Autant prévenir tout de suite : l’essai que consacre la sociologue et auteure britannique Linsey McGoey à l’ignorance (ou aux « inconnues », pour être plus proche de l’anglais unknowns) est un peu bancal. Une longue première partie présente une série de concepts destinés à servir d’armature au livre, mais ils sont peu exploités par la suite.
Cet exercice un peu scolaire est également l’occasion de régler leurs sorts à quelques théories douteuses comme celle qui explique les catastrophes électorales (Brexit, Trump) par l’absence de connaissances des masses (qui votent « mal ») : répandue par des « experts-sachants », elle sert à justifier la promotion d’une forme de démocratie qui ne reposerait que sur les seuls « connaissants » (épistocratie).

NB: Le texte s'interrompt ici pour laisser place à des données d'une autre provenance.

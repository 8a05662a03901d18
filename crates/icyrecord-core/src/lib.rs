//! Core runtime for IcyRecord: declared record types, write-once record
//! instances, the validating constructor, rendering, and the observability
//! boundary.
#![warn(unreachable_pub)]

// public exports are one module level down
pub mod error;
pub mod model;
pub mod obs;
pub mod record;
pub mod render;
pub mod snapshot;
pub mod traits;
pub mod value;

#[cfg(test)]
pub(crate) mod test_support;

pub use error::Error;

///
/// CONSTANTS
///

/// Prefix marking the reserved member namespace. Declared names carrying it
/// are never turned into record fields.
pub const RESERVED_PREFIX: &str = "__";

/// Suffix appended to a field's storage key to form its descriptor key.
pub const DESCRIPTOR_SUFFIX: &str = "__field";

///
/// Prelude
///
/// Prelude contains only domain vocabulary.
/// No errors, sinks, or render internals are re-exported here.
///

pub mod prelude {
    pub use crate::{
        args,
        model::{FieldDecl, FieldDescriptor, RecordType},
        record::{Args, Record},
        traits::{FieldValue, RecordKind},
        value::{Kind, Value},
    };
}
//! Validating constructor.
//!
//! Construction is all-or-nothing: arity, then per-argument type and
//! precondition checks in supply order, and only then the writes. No
//! partially initialised instance is ever handed back.

use crate::{
    error::RecordError,
    model::{RecordType, ResolvedField},
    obs::sink::{self, RecordEvent},
    record::{Args, Record},
    value::Value,
};

impl RecordType {
    ///
    /// construct
    ///
    /// Build an instance from keyword arguments. Every resolved field must be
    /// supplied exactly once, with a value of exactly the declared kind that
    /// satisfies the field's precondition.
    ///
    pub fn construct(&self, args: Args) -> Result<Record, RecordError> {
        if let Err(err) = self.validate_args(&args) {
            sink::record(RecordEvent::Rejected {
                record: self.name(),
                class: err.class(),
                field: err.field(),
            });

            return Err(err);
        }

        let mut record = Record::allocate(self);
        for (field, value) in args {
            record.set(&field, value)?;
        }

        sink::record(RecordEvent::Constructed {
            record: self.name(),
            fields: record.values().count(),
        });

        Ok(record)
    }

    /// Run every construction check without building an instance.
    pub fn validate_args(&self, args: &Args) -> Result<(), RecordError> {
        let fields = self.resolve_fields();

        check_arity(self, fields.len(), args.len())?;

        for (name, value) in args.iter() {
            let field = fields
                .iter()
                .find(|f| f.name == name)
                .ok_or_else(|| RecordError::UnknownField {
                    record: self.name().to_string(),
                    field: name.to_string(),
                })?;

            check_value(self, field, value)?;
        }

        Ok(())
    }
}

fn check_arity(ty: &RecordType, expected: usize, supplied: usize) -> Result<(), RecordError> {
    let record = ty.name().to_string();

    if supplied < expected {
        return Err(RecordError::MissingAttribute {
            record,
            expected,
            supplied,
        });
    }
    if supplied > expected {
        return Err(RecordError::ExtraAttribute {
            record,
            expected,
            supplied,
        });
    }

    Ok(())
}

// check_value
// exact kind first, precondition second
fn check_value(
    ty: &RecordType,
    field: &ResolvedField<'_>,
    value: &Value,
) -> Result<(), RecordError> {
    if let Some(expected) = field.kind {
        let actual = value.kind();

        if actual != *expected {
            return Err(RecordError::TypeMismatch {
                record: ty.name().to_string(),
                field: field.name.to_string(),
                expected: expected.label(),
                actual: actual.label(),
            });
        }
    }

    if let Some(descriptor) = field.descriptor
        && !descriptor.check(value)
    {
        return Err(RecordError::PreconditionViolated {
            record: ty.name().to_string(),
            field: field.name.to_string(),
        });
    }

    Ok(())
}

Il permet toutefois de dégager quelques concepts-clés comme celui, central, d’ignorance utile.
Pour maintenir leur domination politique et/ou financière et éviter les conséquences de leurs actes, les élites (les très riches, les gouvernants, les mandarins) ont recours à ce formidable outil de pouvoir qu’est la « stratégie de l’ignorance »
Dans une démocratie pure, la capacité à déterminer où se situe la frontière entre savoirs et ignorance (le pouvoir oraculaire) est largement répartie parmi la population, alors que dans la plupart des cas réels, elle est l’apanage d’un petit groupe de dominants.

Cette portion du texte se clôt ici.